If disruption weren’t enough, the very base upon which leadership is built—trust and authority—are being revolutionized in this VUCA world. Change, ambiguity, and uncertainty require stronger and stronger emotional bonds between leaders and employees than ever before, especially when leaders have to lead at scale and out of sight. It asks for leaders who are congruent in message and behavior; leaders who are role models of strength and humility.
Today’s strong leaders are described as collaborative, inclusive, engaging, and inspiring. Work groups are required to be team focused, democratic, matrixed, and participative. Everyone expects to have a voice.
Until now, the hard, cold masculine emphasis on logic, numbers strategy, and finance was pitted against the soft, intimate, feminine qualities of relationships and behavior. In today’s highly disruptive, competitive environments, decisions about the business are inseparable from concerns about how the culture, behaviors of leaders, and quality of the dialogue they create can enable the strategy given the context of their challenges.
Leadership used to be about maintaining order and replicating processes. Leadership of today is about navigating ambiguity. Leaders of today need to be catalysts and empowering and inspiring authentic storytellers of purpose and direction. No longer can leaders expect employees to perform solely in exchange for financial and job security. In today’s volatile economy, leaders are expected to provide individualized development and, most importantly, meaning for their direct reports in exchange for job performance. In order to do this, they need to have discovered their own sense of meaning and purpose.
By purpose, I mean the strongly felt sense of responsibility that a leader has for taking action even in the face of risk, conflict, and uncertainty. Purpose is the grounding that enables leaders to be agile amidst disruption, to earn the trust of others, and to lead without ascribed power and authority. It goes beyond talent, skills, or even knowledge. Unlike personality or behavioral approaches to leadership, purpose defies quantification, categorization, or assessment. Purpose can’t be taught, but it can be discovered.
When disruption hits an organization, the last place most companies think to look is at their purpose. Most try to come up with a new strategy to win, using their old Oz-style of leadership, in a game where they have already lost.
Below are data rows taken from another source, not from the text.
//! Command-line interface for the `docpack` DOCX bundling tool
//!
//! `docpack` converts a single DOCX document into sibling formats (HTML,
//! ODT, EPUB, PDF, spaced plain text) and bundles the results into one ZIP
//! archive. HTML/ODT/EPUB are produced by pandoc, the PDF by headless
//! LibreOffice, and the TXT export reads the document structure directly.
//!
//! # Quick Start
//!
//! ```bash
//! # Bundle a document (writes Report_bundle.zip next to the input)
//! docpack bundle Report.docx
//!
//! # Choose the archive location
//! docpack bundle Report.docx -o /tmp/out.zip
//!
//! # Leave the copied source DOCX out of the archive
//! docpack bundle Report.docx --no-source
//!
//! # Skip formats
//! docpack bundle Report.docx --skip epub --skip pdf
//! ```
//!
//! # Commands
//!
//! - `bundle` — the full pipeline: convert and ZIP.
//! - `extract-text` — only the spaced TXT export (stdout by default).
//! - `formats` — list the target formats and their engines.
//! - `check` — report pandoc/LibreOffice availability and versions.
//! - `completions` — generate shell completion scripts.
//!
//! # Configuration
//!
//! Engine locations and defaults come from `.docpack.toml` (current
//! directory) and `~/.docpack.toml`, with CLI flags overriding both:
//!
//! ```toml
//! [engines]
//! pandoc = "/opt/pandoc/bin/pandoc"
//! soffice = "/usr/bin/soffice"
//!
//! [bundle]
//! include_source = true
//! ```
//!
//! # Behavior notes
//!
//! - A missing pandoc is fatal and reported before any work starts. A
//!   missing LibreOffice only disables the PDF entry with a warning.
//! - Each format converts independently; failures are reported per format
//!   and the archive is still written with whatever succeeded.
//! - Intermediate outputs live in a temporary workspace that is removed on
//!   every exit path (`--keep-workspace` preserves it for debugging).

pub mod config;
pub mod paths;
pub mod run;

pub use config::Config;
pub use paths::{ArgsProvider, PathProvider};
pub use run::{run_bundle, run_check, run_extract_text, BundleOptions, Verbosity};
If you look at the companies that have performed over time and outperformed all others, you’ll see a common thread around their purpose. Member of Axialent’s Advisory Board Raj Sisodia in his book Firms of Endearment articulates it best when he says “Providing shareholders a good return on their investment remains an important objective, but the idea is spreading that investment returns can be greater when wealth creation for shareholders is not the sole or even main purpose for which a company exists.” And indeed, the companies he researched — the Firms of Endearment — are characterized by leaders who pursue a purpose beyond returns and have proven to outperform the S&P 500 by significant margins, returning 1,026 percent for investors over the ten years ending in June 2006 compared to the 122 percent for the S&P 500.
The Oz model of leadership has been dismantled by disruption and we have entered an era of purpose-driven leaders at their best in the face of ambiguity.
Here are some ideas on how to start a conversation in your organization:
 Where are we fully aligned with our values; where are we not?
 What part of our rhythm of business challenges our most aspirational of values?
 Where in our system are we missing the opportunity to reward feminine leadership, regardless of gender?
 Where are we at risk of rewarding/celebrating only masculine traits? What is the cost?
What is the purpose of our business outside of financial performance?